The High-Temperature & High-Pressure Seal Verification Test focuses on simulating downhole extreme temperature and pressure environments to verify the pressure-bearing capacity and sealing durability of the plug. The test utilizes a high-temperature water pressure testing device combined with heating systems（electric blanket） to create temperature and pressure conditions matching the target formation. The temperature range covers from 30°C (ultra-low temperature conditions) to 150°C (ultra-high temperature conditions), with pressure up to 70 MPa. The test duration can be extended beyond 24 hours according to operational needs. The core function is to monitor the pressure drop change of the plug under sustained high temperature and pressure. The pressure drop is required to be within a reasonable range (e.g., not exceeding 2.3 MPa when stabilizing at 70 MPa for 15 minutes) during the stabilization period, while verifying that the plug’s sealing structure shows no deformation or leakage under extreme conditions. This test is particularly adapted to temperature and pressure differences across various formations, such as ultra-high temperature working conditions in Shengli Oilfield or ultra-low temperature conditions in Shanxi coalbed methane fields, ensuring the plug can maintain long-term stable pressure-bearing capacity in actual operational environments and avoid seal failure during fracturing processes.

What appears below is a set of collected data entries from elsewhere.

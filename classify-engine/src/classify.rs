//! Top-level orchestrator
//!
//! `Classify` owns the collections and imports of one service instance.
//! It resolves kinds through the `TypeRegistry`, persists records through
//! the `Repository`, and shares one event bus with every collection.
//!
//! # Import lifecycle
//! - Adding an import equal (same kind, `eq_source`) to an existing one
//!   links the new collections to the existing import instead
//! - An import left with no linked collection is stopped and deleted
//! - Start/stop/wait select imports by id and by linked collection name;
//!   an empty filter selects everything

use crate::collection::config::merge_params;
use crate::collection::{Collection, CollectionConfig, CollectionEvent, CollectionInfo};
use crate::imports::{Import, ImportInfo, IngestFailure, IngestReport};
use crate::registry::TypeRegistry;
use crate::repository::{Record, RecordMatch, Repository, Table};
use classify_common::config::{CollectionBootstrap, EngineConfig};
use classify_common::{Error, EventBus, EventSubscription, Result};
use serde_json::{json, Value};
use std::collections::BTreeMap;
use std::sync::Arc;
use tokio::sync::RwLock;
use tracing::{debug, info, warn};

/// Collections, imports and their shared infrastructure
pub struct Classify {
    registry: TypeRegistry,
    bus: EventBus<CollectionEvent>,
    repository: Arc<dyn Repository>,
    defaults: EngineConfig,
    collections: RwLock<BTreeMap<String, Arc<Collection>>>,
    imports: RwLock<BTreeMap<String, Arc<Import>>>,
}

Circulation Dissolution Test 

The core function of the Circulation Dissolution Test is to simulate the downhole fluid environment to verify the controllability, thoroughness, and environmental adaptability of the plug dissolution. The test employs thermostatic water bath, circulation pipelines, and other apparatuses, using formation water or simulated mineralization degree solutions (e.g., 3%-7% KCl solution, water solution with chloride concentration of 0-30,000 mg/L) as the medium. It precisely controls the test temperature (25°C-200°C, matching different formation temperatures) and pressure conditions, simulating the downhole fluid flow state through circulating fluid to accelerate the dissolution process and simulate the flowback scenario of dissolution materials. Test data include dynamically monitoring the dissolution rate, recording the complete dissolution time, and analyzing the particle size and mass proportion of dissolution residues.

The key verified targets are that the plug must achieve controllable dissolution within the design period (48-120 hours for conventional conditions, extendable to 16 days for special scenarios), with the maximum particle size of dissolution residues not exceeding 10 mm, and the total mass proportion not exceeding 2.9%. Furthermore, the residues should be able to pass through a 4 mm filter screen and be discharged with the flowback fluid without clogging the wellbore or formation pores. Additionally, the test verifies the impact of different mineralization degrees and temperature conditions on the dissolution rate, ensuring the plug maintains stable dissolution performance even in special environments like high mineralization or extreme temperature zones.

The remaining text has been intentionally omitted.